BEGIN Dataset extract

// gpu/grayscale.rs — GPU 3-channel → 1-channel luminance reduction.
//
// Mirrors grayscale::to_grayscale. Per-pixel transform; the interesting
// parts (dispatch geometry, stage barrier, launch-error capture) are the
// same as the tiled stages, without the tile.

use wgpu::util::DeviceExt;

use crate::batch::{LUMA_CHANNELS, RGB_CHANNELS};
use crate::error::PipelineError;
use crate::gpu::batch::GpuBatch;
use crate::gpu::device::GpuDevice;

/// Uniform params (must match GrayscaleParams in grayscale.wgsl).
#[repr(C)]
#[derive(Copy, Clone, bytemuck::Pod, bytemuck::Zeroable)]
struct GrayscaleParams {
    width: u32,
    height: u32,
    batch: u32,
    _pad: u32,
}

/// Compiled luminance-reduction pipeline. Create once, reuse per run.
pub struct GpuGrayscalePipeline {
    pipeline: wgpu::ComputePipeline,
    bgl: wgpu::BindGroupLayout,
}

impl GpuGrayscalePipeline {
    pub fn new(gpu: &GpuDevice) -> Self {
        let ws = gpu.workgroup_size;
        let shader_src = include_str!("../shaders/grayscale.wgsl")
            .replace("{{WG_X}}", &ws.x.to_string())
            .replace("{{WG_Y}}", &ws.y.to_string())
            .replace("{{WG_Z}}", &ws.z.to_string());

        let shader = gpu.device.create_shader_module(wgpu::ShaderModuleDescriptor {
            label: Some("grayscale.wgsl"),
            source: wgpu::ShaderSource::Wgsl(shader_src.into()),
        });

        let bgl = gpu.device.create_bind_group_layout(&wgpu::BindGroupLayoutDescriptor {
            label: Some("GpuGrayscale BGL"),
            entries: &[
                // 0 — packed rgb input
                wgpu::BindGroupLayoutEntry {
                    binding: 0,
                    visibility: wgpu::ShaderStages::COMPUTE,
                    ty: wgpu::BindingType::Buffer {
                        ty: wgpu::BufferBindingType::Storage { read_only: true },
                        has_dynamic_offset: false,
                        min_binding_size: None,
                    },
                    count: None,
                },
                // 1 — luma output
                wgpu::BindGroupLayoutEntry {
                    binding: 1,
                    visibility: wgpu::ShaderStages::COMPUTE,
                    ty: wgpu::BindingType::Buffer {
                        ty: wgpu::BufferBindingType::Storage { read_only: false },
                        has_dynamic_offset: false,
                        min_binding_size: None,
                    },
                    count: None,
                },
                // 2 — params uniform
                wgpu::BindGroupLayoutEntry {
                    binding: 2,
                    visibility: wgpu::ShaderStages::COMPUTE,
                    ty: wgpu::BindingType::Buffer {
                        ty: wgpu::BufferBindingType::Uniform,
                        has_dynamic_offset: false,
                        min_binding_size: None,
                    },
                    count: None,
                },
            ],
        });

        let layout = gpu.device.create_pipeline_layout(&wgpu::PipelineLayoutDescriptor {
            label: Some("GpuGrayscale pipeline layout"),
            bind_group_layouts: &[&bgl],
            push_constant_ranges: &[],
        });

        let pipeline = gpu.device.create_compute_pipeline(&wgpu::ComputePipelineDescriptor {
            label: Some("to_grayscale"),
            layout: Some(&layout),
            module: &shader,
            entry_point: "to_grayscale",
            compilation_options: wgpu::PipelineCompilationOptions::default(),
            cache: None,
        });

        GpuGrayscalePipeline { pipeline, bgl }
    }

    /// Reduce `input` (3-channel) into `output` (1-channel) and block
    /// until the device retires the dispatch.
    ///
    /// # Errors
    /// `Configuration` on shape/channel mismatch, `Launch` if the device
    /// rejects the dispatch.
    pub fn reduce(
        &self,
        gpu: &GpuDevice,
        input: &GpuBatch,
        output: &GpuBatch,
    ) -> Result<(), PipelineError> {
        if input.channels != RGB_CHANNELS as u32 || output.channels != LUMA_CHANNELS as u32 {
            return Err(PipelineError::Configuration {
                detail: format!(
                    "grayscale expects 3-channel input and 1-channel output (got {} and {})",
                    input.channels, output.channels
                ),
            });
        }
        if (input.width, input.height, input.batch) != (output.width, output.height, output.batch) {
            return Err(PipelineError::Configuration {
                detail: "grayscale input/output dimensions differ".into(),
            });
        }

        let params = GrayscaleParams {
            width: input.width,
            height: input.height,
            batch: input.batch,
            _pad: 0,
        };
        let params_buf = gpu.device.create_buffer_init(&wgpu::util::BufferInitDescriptor {
            label: Some("GrayscaleParams"),
            contents: bytemuck::bytes_of(&params),
            usage: wgpu::BufferUsages::UNIFORM,
        });

        let bind_group = gpu.device.create_bind_group(&wgpu::BindGroupDescriptor {
            label: Some("GpuGrayscale BG"),
            layout: &self.bgl,
            entries: &[
                wgpu::BindGroupEntry { binding: 0, resource: input.buffer.as_entire_binding() },
                wgpu::BindGroupEntry { binding: 1, resource: output.buffer.as_entire_binding() },
                wgpu::BindGroupEntry { binding: 2, resource: params_buf.as_entire_binding() },
            ],
        });

        gpu.device.push_error_scope(wgpu::ErrorFilter::Validation);
        let mut encoder = gpu
            .device
            .create_command_encoder(&wgpu::CommandEncoderDescriptor { label: Some("GpuGrayscale") });
        {
            let mut pass = encoder.begin_compute_pass(&wgpu::ComputePassDescriptor {
                label: Some("to_grayscale"),
                timestamp_writes: None,
            });
            pass.set_pipeline(&self.pipeline);
            pass.set_bind_group(0, &bind_group, &[]);
            let (dx, dy, dz) = gpu.dispatch_size(input.width, input.height, input.batch);
            pass.dispatch_workgroups(dx, dy, dz);
        }
        gpu.queue.submit(std::iter::once(encoder.finish()));
        if let Some(e) = pollster::block_on(gpu.device.pop_error_scope()) {
            return Err(PipelineError::Launch { detail: e.to_string() });
        }

        // Stage barrier: the next stage must see this one fully retired.
        gpu.device.poll(wgpu::Maintain::Wait);
        Ok(())
    }
}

END Dataset extract

- **Problem description**
Check which lines of the entries hold the word "output", then please give only how many there are.

- **Result of this exercise**
9